**Task to complete:** Report all lines from the entries below in which "simulation" appears.

**Data to examine:**
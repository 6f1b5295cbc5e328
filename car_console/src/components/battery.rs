use crate::component::{Component, ComponentKind};
use car_common::hal::port::OutputHandle;

/// Ignition circuit: lights its indicator as soon as the loop runs.
pub struct Battery {
    led: OutputHandle,
}

impl Battery {
    pub fn new(mut led: OutputHandle) -> Self {
        led.set(false);
        Self { led }
    }
}

impl Component for Battery {
    fn kind(&self) -> ComponentKind {
        ComponentKind::Battery
    }

    fn step(&mut self, _now: f64) {
        self.led.set(true);
    }
}

#[cfg(test)]
mod tests {
    use super::*;
    use crate::component::AudioRequest;
    use crate::components::test_support::Rig;

    #[test]
    fn indicator_lights_on_first_tick() {
        let mut rig = Rig::new();
        let mut battery = Battery::new(rig.output(23));
        assert_eq!(rig.board.output(23), Some(false));

        battery.step(1.0);
        assert_eq!(rig.board.output(23), Some(true));
        assert_eq!(battery.audio(), AudioRequest::NONE);
    }
}
//! GPIO driver trait and error types.
//!
//! This module defines:
//! - `GpioDriver` trait - Interface for pluggable GPIO backends
//! - `HalError` enum - Error types for port operations
//! - `DriverFactory` type alias - Factory function type

use super::port::{InputHandle, OutputHandle};
use crate::io::role::InputLogic;
use thiserror::Error;

/// Error types for HAL operations.
#[derive(Debug, Clone, Error)]
pub enum HalError {
    /// No driver registered under the requested name
    #[error("Unknown GPIO driver '{name}' (available: {available})")]
    DriverNotFound {
        /// Requested name.
        name: String,
        /// Registered names, comma separated.
        available: String,
    },

    /// A pin could not be claimed or configured
    #[error("Pin {pin} unavailable: {reason}")]
    PinUnavailable {
        /// BCM GPIO number.
        pin: u16,
        /// Underlying cause.
        reason: String,
    },

    /// A role has no binding in the I/O registry
    #[error("No pin bound to role {0}")]
    RoleUnbound(String),

    /// An output handle was requested twice
    #[error("Output for role {0} already taken")]
    OutputTaken(String),
}

/// Factory function type for creating driver instances.
pub type DriverFactory = fn() -> Box<dyn GpioDriver>;

/// Trait defining the interface for GPIO drivers.
///
/// # Lifecycle
///
/// 1. `open_input()` / `open_output()` - Called once per pin at startup
/// 2. Handles are then polled/driven from the simulation loop
///
/// Opening is allowed to block briefly (pin export); handle operations
/// are not.
pub trait GpioDriver: Send {
    /// Returns the driver's unique identifier (e.g., "sysfs", "simulation").
    fn name(&self) -> &'static str;

    /// Claim `pin` as an input interpreted with `logic`.
    fn open_input(&mut self, pin: u16, logic: InputLogic) -> Result<InputHandle, HalError>;

    /// Claim `pin` as an output, initially off.
    fn open_output(&mut self, pin: u16) -> Result<OutputHandle, HalError>;
}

**Task response:**
/// 2. Handles are then polled/driven from the simulation loop
    /// Returns the driver's unique identifier (e.g., "sysfs", "simulation").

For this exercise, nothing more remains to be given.